General Public: If the subject of the file is LIVING, and you DO NOT have authorization from the person of record, only certain data may be obtained. Information available under the provisions of the Freedom of Information Act (FOIA). The Freedom of Information Act (FOIA) and the Privacy Act provide balance between the right of the public to obtain information from personnel records, and the right of the former Federal civilian employee to protect his/her privacy. If the subject of the file is DECEASED, copies of some documents and some information about the deceased may be releasable with proof of the subject's death.
How do I submit a written request for copies of records?

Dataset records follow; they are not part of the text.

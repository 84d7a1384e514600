//! Read-through accessors for the on-disk incident data.
//!
//! Layout under the data root:
//! - tickets.json                 ticket collection
//! - <ticket_id>/logs.txt         raw per-ticket log text
//! - <ticket_id>/metrics.json     per-ticket metric snapshot
//!
//! Every accessor re-reads its file; there is no cache, so results
//! are never stale. Missing files are a valid empty state, malformed
//! files degrade to empty with a logged warning. Nothing here raises
//! to the request path.

use crate::types::{MetricSnapshot, Ticket};
use std::path::{Path, PathBuf};
use tracing::warn;

/// Accessor over the data root directory. Cheap to clone; holds only
/// the path.
#[derive(Debug, Clone)]
pub struct DataDir {
    root: PathBuf,
}

impl DataDir {
    pub fn new(root: impl Into<PathBuf>) -> Self {
        Self { root: root.into() }
    }

    pub fn root(&self) -> &Path {
        &self.root
    }

    /// Load the ticket collection. Missing or malformed tickets.json
    /// degrades to an empty list with a warning.
    pub fn tickets(&self) -> Vec<Ticket> {
        let path = self.root.join("tickets.json");
        let raw = match std::fs::read_to_string(&path) {
            Ok(raw) => raw,
            Err(e) if e.kind() == std::io::ErrorKind::NotFound => {
                warn!("Ticket collection not found: {:?}", path);
                return Vec::new();
            }
            Err(e) => {
                warn!("Failed to read ticket collection {:?}: {}", path, e);
                return Vec::new();
            }
        };

        match serde_json::from_str(&raw) {
            Ok(tickets) => tickets,
            Err(e) => {
                warn!("Invalid JSON in {:?}: {}", path, e);
                Vec::new()
            }
        }
    }

    /// Look up one ticket by id.
    pub fn ticket(&self, ticket_id: &str) -> Option<Ticket> {
        self.tickets().into_iter().find(|t| t.id == ticket_id)
    }

    /// Raw log text for a ticket. None when the file does not exist
    /// (a valid "no logs yet" state) or cannot be read (warned).
    pub fn read_log_text(&self, ticket_id: &str) -> Option<String> {
        let path = self.root.join(ticket_id).join("logs.txt");
        match std::fs::read_to_string(&path) {
            Ok(raw) => Some(raw),
            Err(e) if e.kind() == std::io::ErrorKind::NotFound => None,
            Err(e) => {
                warn!("Failed to read logs for {}: {}", ticket_id, e);
                None
            }
        }
    }

    /// Metric snapshot for a ticket. Missing file means no data;
    /// malformed JSON degrades to an empty snapshot with a warning.
    pub fn metrics(&self, ticket_id: &str) -> MetricSnapshot {
        let path = self.root.join(ticket_id).join("metrics.json");
        let raw = match std::fs::read_to_string(&path) {
            Ok(raw) => raw,
            Err(e) if e.kind() == std::io::ErrorKind::NotFound => return MetricSnapshot::new(),
            Err(e) => {
                warn!("Failed to read metrics for {}: {}", ticket_id, e);
                return MetricSnapshot::new();
            }
        };

        match serde_json::from_str(&raw) {
            Ok(snapshot) => snapshot,
            Err(e) => {
                warn!("Invalid JSON in {:?}: {}", path, e);
                MetricSnapshot::new()
            }
        }
    }
}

Federal law [5 USC 552a(b)] requires that all requests for records and information be submitted in writing. Each request must be signed (in cursive) and dated (within the last year). Please identify the documents or information needed and explain the purpose of your request.
Certain basic information needed to locate civilian personnel records, includes:
- full name used during Federal employment,
- date of birth,
- Social Security Number (if applicable),
- name and location of employing Federal agency,
- beginning and ending dates of Federal service
Written requests (signed and dated) may be mailed or faxed to:
National Personnel Records Center, Annex
1411 Boulder Boulevard
Valmeyer, IL 62295
Fax: 618-935-3014 or 618-935-3019
Please note: former Federal civilian employees who have a strong interest in viewing their own files in person, rather than receiving document copies by mail, may request an appointment with the Federal Records Center Research Room, or hire an independent researcher to examine the records on their behalf.
Costs: Generally there is no charge for basic personnel and medical information provided to former Federal civilian employees and authorized representatives from non-archival records. If your request involves a service fee, you will be notified as soon as that determination is made. See Archival Records for information on archival holdings and associated copy fees: archival OPFs are subject to the NARA fee schedule that authorizes the Agency to collect fees from the public for copies of archival records (44 USC 2116c and 44 USC 2307).